# Where do I find this article?



## MeCasa (Apr 5, 2014)

I was doing some research via Google and I found this article

http://www.cichlid-forum.com/articles/c ... d_tank.php

I was surprised that it was current and I was wondering where do I find the continuation of this article when it becomes available?

Thanks
MeCasa


----------



## Deeda (Oct 12, 2012)

That article has been in the Library for quite a long time. The date at the top of the article is the current date. I really wish the articles were dated with the original submission date so it could be compared to current information.


----------



## MeCasa (Apr 5, 2014)

Duh.....

Is there a follow up article and is there a way to search for it?

Thanks


----------



## rennsport2011 (Oct 21, 2013)

Article originally posted - THE AQUATIC GARDENER - V11#6 NOV-DEC 1998


----------



## MeCasa (Apr 5, 2014)

I'm embarrassed that I missed that and I appreciate your help in catching it 

$34 for one year, you get to see three old issues and after that you pay to read any old articles.

That's not going to happen


----------



## Iggy Newcastle (May 15, 2012)

That's only a minute fraction of what's available on cichlidae.com.


----------



## MeCasa (Apr 5, 2014)

You feel it's money well spent?


----------



## Iggy Newcastle (May 15, 2012)

Yes. The thing I use the most is the species index. Every cichlid discovered is on there. Some fish have very little info on them, and others are jam packed. There is a forum as well, but not very active.

My subscription came with a free hardcover book that retails for about the same price as the subscription.


----------



## rennsport2011 (Oct 21, 2013)

Iggy Newcastle said:


> Yes. The thing I use the most is the species index. Every cichlid discovered is on there. Some fish have very little info on them, and others are jam packed. There is a forum as well, but not very active.
> 
> My subscription came with a free hardcover book that retails for about the same price as the subscription.

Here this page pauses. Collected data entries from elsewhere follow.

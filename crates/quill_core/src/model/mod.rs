//! Entity model for articles, authors and magazines.
//!
//! # Responsibility
//! - Define the in-memory shape of each entity row.
//! - Enforce field-level validation and one-time-set rules.
//!
//! # Invariants
//! - Every constructor validates eagerly and fails atomically.
//! - Storage access lives in `crate::repo`; model code never touches SQL.

pub mod article;
pub mod author;
pub mod field;
pub mod magazine;
pub mod validation;

/// Store-assigned identifier of an `authors` row.
pub type AuthorId = i64;
/// Store-assigned identifier of a `magazines` row.
pub type MagazineId = i64;
/// Store-assigned identifier of an `articles` row.
pub type ArticleId = i64;
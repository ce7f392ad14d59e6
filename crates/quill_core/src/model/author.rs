//! Author entity.
//!
//! # Invariants
//! - `id` never changes after construction.
//! - `name` is non-empty whenever resident; writes always re-validate and
//!   are never locked.

use super::field::LazyField;
use super::validation::{validate_non_empty, ValidationError};
use super::AuthorId;
use std::fmt::{Display, Formatter};

/// In-memory view of one `authors` row.
#[derive(Debug, Clone)]
pub struct Author {
    pub(crate) id: AuthorId,
    pub(crate) name: LazyField<String>,
}

impl Author {
    /// Creates an author with a known name.
    ///
    /// # Errors
    /// - `ValidationError` when `name` is empty.
    pub fn new(id: AuthorId, name: impl Into<String>) -> Result<Self, ValidationError> {
        let name = name.into();
        validate_name(&name)?;
        Ok(Self {
            id,
            name: LazyField::loaded(name),
        })
    }

    /// Creates a handle to a stored author; `name` loads on first read.
    pub fn reference(id: AuthorId) -> Self {
        Self {
            id,
            name: LazyField::unloaded(),
        }
    }

    pub fn id(&self) -> AuthorId {
        self.id
    }

    pub fn loaded_name(&self) -> Option<&str> {
        self.name.get().map(String::as_str)
    }

    /// Replaces the name after validation. A rejected value leaves the
    /// current name untouched.
    pub fn set_name(&mut self, value: impl Into<String>) -> Result<(), ValidationError> {
        let value = value.into();
        validate_name(&value)?;
        self.name.set(value);
        Ok(())
    }
}

impl PartialEq for Author {
    fn eq(&self, other: &Self) -> bool {
        self.id == other.id
    }
}

impl Eq for Author {}

impl Display for Author {
    fn fmt(&self, f: &mut Formatter<'_>) -> std::fmt::Result {
        match self.loaded_name() {
            Some(name) => write!(f, "<Author {name}>"),
            None => write!(f, "<Author #{}>", self.id),
        }
    }
}

fn validate_name(name: &str) -> Result<(), ValidationError> {
    validate_non_empty("name", name)
}
//! Connection acquisition as a scoped resource.
//!
//! # Responsibility
//! - Abstract "give me a ready connection" behind `ConnectionProvider`.
//! - Guarantee release of an acquired connection on every exit path.
//!
//! # Invariants
//! - `with_connection` drops the connection before returning, on success
//!   and on error alike.

use super::{open_db, DbError, DbResult};
use log::{debug, warn};
use rusqlite::Connection;
use std::path::PathBuf;

/// Supplies a ready-to-use, schema-bootstrapped connection per call.
pub trait ConnectionProvider {
    fn acquire(&self) -> DbResult<Connection>;
}

/// Opens a fresh connection to one SQLite file on every `acquire`.
#[derive(Debug, Clone)]
pub struct SqliteFileProvider {
    path: PathBuf,
}

impl SqliteFileProvider {
    pub fn new(path: impl Into<PathBuf>) -> Self {
        Self { path: path.into() }
    }
}

impl ConnectionProvider for SqliteFileProvider {
    fn acquire(&self) -> DbResult<Connection> {
        open_db(&self.path)
    }
}

/// Acquires a connection, runs `work` on it and releases it.
///
/// The error type of `work` only needs to absorb `DbError`, so entity-level
/// `RepoError` flows through unchanged.
pub fn with_connection<P, T, E, F>(provider: &P, work: F) -> Result<T, E>
where
    P: ConnectionProvider + ?Sized,
    E: From<DbError>,
    F: FnOnce(&Connection) -> Result<T, E>,
{
    let conn = provider.acquire()?;
    debug!("event=conn_acquire module=db status=ok");
    let result = work(&conn);

    if let Err((_, err)) = conn.close() {
        warn!("event=conn_release module=db status=error error={err}");
    } else {
        debug!("event=conn_release module=db status=ok");
    }

    result
}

Well.. not quite every cichlid discovered, but there are a lot there.


----------



## Iggy Newcastle (May 15, 2012)

rennsport2011 said:


> Iggy Newcastle said:
> 
> 
> > Yes. The thing I use the most is the species index. Every cichlid discovered is on there. Some fish have very little info on them, and others are jam packed. There is a forum as well, but not very active.
> ...


What's excluded? New discoveries? Fish with no classification yet? Honestly I would have no idea. I guess I exaggerated a smidge


----------



## MeCasa (Apr 5, 2014)

Have the included the new fashion cichlids? I was at a store and people were talking about a RED Texas Cichlid, I said there ain't NO RED Texas cichlid and they progressed to explain to me that some fish of ill morals got drunk and .....................


----------



## rennsport2011 (Oct 21, 2013)

Iggy Newcastle said:


> rennsport2011 said:
> 
> 
> > Iggy Newcastle said:
> ...


Mostly fish with no classification, that hold little ornamental fish interest.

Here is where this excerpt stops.